Cometemos un gran error si ignoramos a Jesús. El es el único camino al Padre. No podemos llegar por medio de ningún otro. A quienes no desean reconocerlo, Jesús dice: “Ustedes no creen porque no son de mi rebaño”.

A los que sí creen en El, en cambio, da promesas preciosas. Si tú has oído la voz de Jesús y lo estás siguiendo, puedes tener la seguridad de que El te guardará. Nuestra salvación no depende de nosotros, sino de Jesús. El nos lleva en sus brazos, y nadie podrá quitarnos de su mano.

Los que saben de tales cosas me cuentan que las ovejas no son los animales más inteligentes del mundo. Creo que Jesús sabía lo que hacía cuando nos comparó como sus seguidores con las ovejas. No siempre somos muy listos o muy inteligentes.

Desde luego, debemos de desarrollar nuestra inteligencia; pero lo bueno es que no tenemos que salvarnos a nosotros mismos. Si así fuera, tendríamos menos posibilidades que una oveja atrapada en un arroyo con la pata quebrada y los lobos alrededor.

Jesús es el buen pastor consagrado por Dios para rescatarnos. Cuando nos encomendamos a El, escuchando su voz, El nos salva con seguridad. Nos levanta en sus brazos, nos pone sobre el hombro y nos lleva a la seguridad. Si estamos en El, confiando plenamente en su salvación, no tenemos que preguntarnos si alcanzaremos la gloria. Podemos tener esa preciosa seguridad.

Durante esa fiesta tan especial, los judíos celebraban la dedicación del templo, pero no reconocieron al que estaba perfectamente dedicado a la voluntad de su Padre, el único que puede salvarnos a ti y a mí. Ahora surge la pregunta: ¿Has oído su voz? ¿Has respondido a El?

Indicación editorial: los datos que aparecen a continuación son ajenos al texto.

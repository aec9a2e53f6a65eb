//! Core processor implementation.
//!
//! This module contains the CPU state, the pipeline engines that advance it,
//! the architectural register file, and the execution units the stages call.

/// Architectural components (register file).
pub mod arch;

/// CPU state container.
pub mod cpu;

/// Instruction pipeline implementation (engines, stages, latches, hazards, signals).
pub mod pipeline;

/// Execution units (ALU, BRU, LSU).
pub mod units;

pub use self::cpu::Cpu;
//! Writeback (WB) Stage with in-order commit.
//!
//! Both tracks end in their own write-back latch. Commit order is enforced with
//! the sequence numbers IF1 assigned:
//! 1. **Unsequenced entries** (stores, branches, jumps) write no register and
//!    retire as soon as they arrive.
//! 2. **Sequenced entries** commit only when their number is exactly one past
//!    the last committed number. At most one commits per cycle; the R-track is
//!    considered first.
//! 3. **Waiting entries** stay in their latch and block their track.

use tracing::trace;

use crate::core::Cpu;
use crate::core::pipeline::latches::{Latch, MemWbEntry, SeqNo};
use crate::core::pipeline::stages::writeback::retire;

/// Commit-order bookkeeping shared by both tracks.
#[derive(Clone, Debug, Default, PartialEq, Eq)]
pub struct CommitOrder {
    /// Highest sequence number committed so far (0 before the first commit).
    pub last: SeqNo,
    /// Every committed sequence number, in commit order.
    pub log: Vec<SeqNo>,
}

/// Executes the write-back stage for both tracks.
pub fn writeback_stage(
    cpu: &mut Cpu,
    wb_r: &mut Latch<MemWbEntry>,
    wb_i: &mut Latch<MemWbEntry>,
    order: &mut CommitOrder,
) {
    for latch in [&mut *wb_r, &mut *wb_i] {
        match latch.take() {
            Latch::Instruction(entry) if entry.seq.is_some() => *latch = Latch::Instruction(entry),
            Latch::Instruction(entry) => retire(cpu, &entry),
            Latch::Drain => *latch = Latch::Drain,
            Latch::Empty | Latch::Bubble => {}
        }
    }

    let expected = order.last.next();
    for latch in [&mut *wb_r, &mut *wb_i] {
        if latch.entry().is_some_and(|e| e.seq == Some(expected)) {
            if let Latch::Instruction(entry) = latch.take() {
                retire(cpu, &entry);
                order.last = expected;
                order.log.push(expected);
                if cpu.trace {
                    trace!(pc = entry.pc, seq = %expected, "WB  commit");
                }
            }
            break;
        }
    }

    if wb_r.is_occupied() || wb_i.is_occupied() {
        cpu.stats.stalls_commit += 1;
    }
}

Si oyes hoy su voz, no lo desprecies. No le digas que no. Puede ser que no tengas otra oportunidad. Dile que sí, mientras haya tiempo. No endurezcas tu corazón. No pidas más pruebas. Jesús salió de la tumba; ¿qué más prueba se necesita? ¡Acepta hoy su salvación! Puedes tener esa gloriosa seguridad de que El te salvará – por siempre.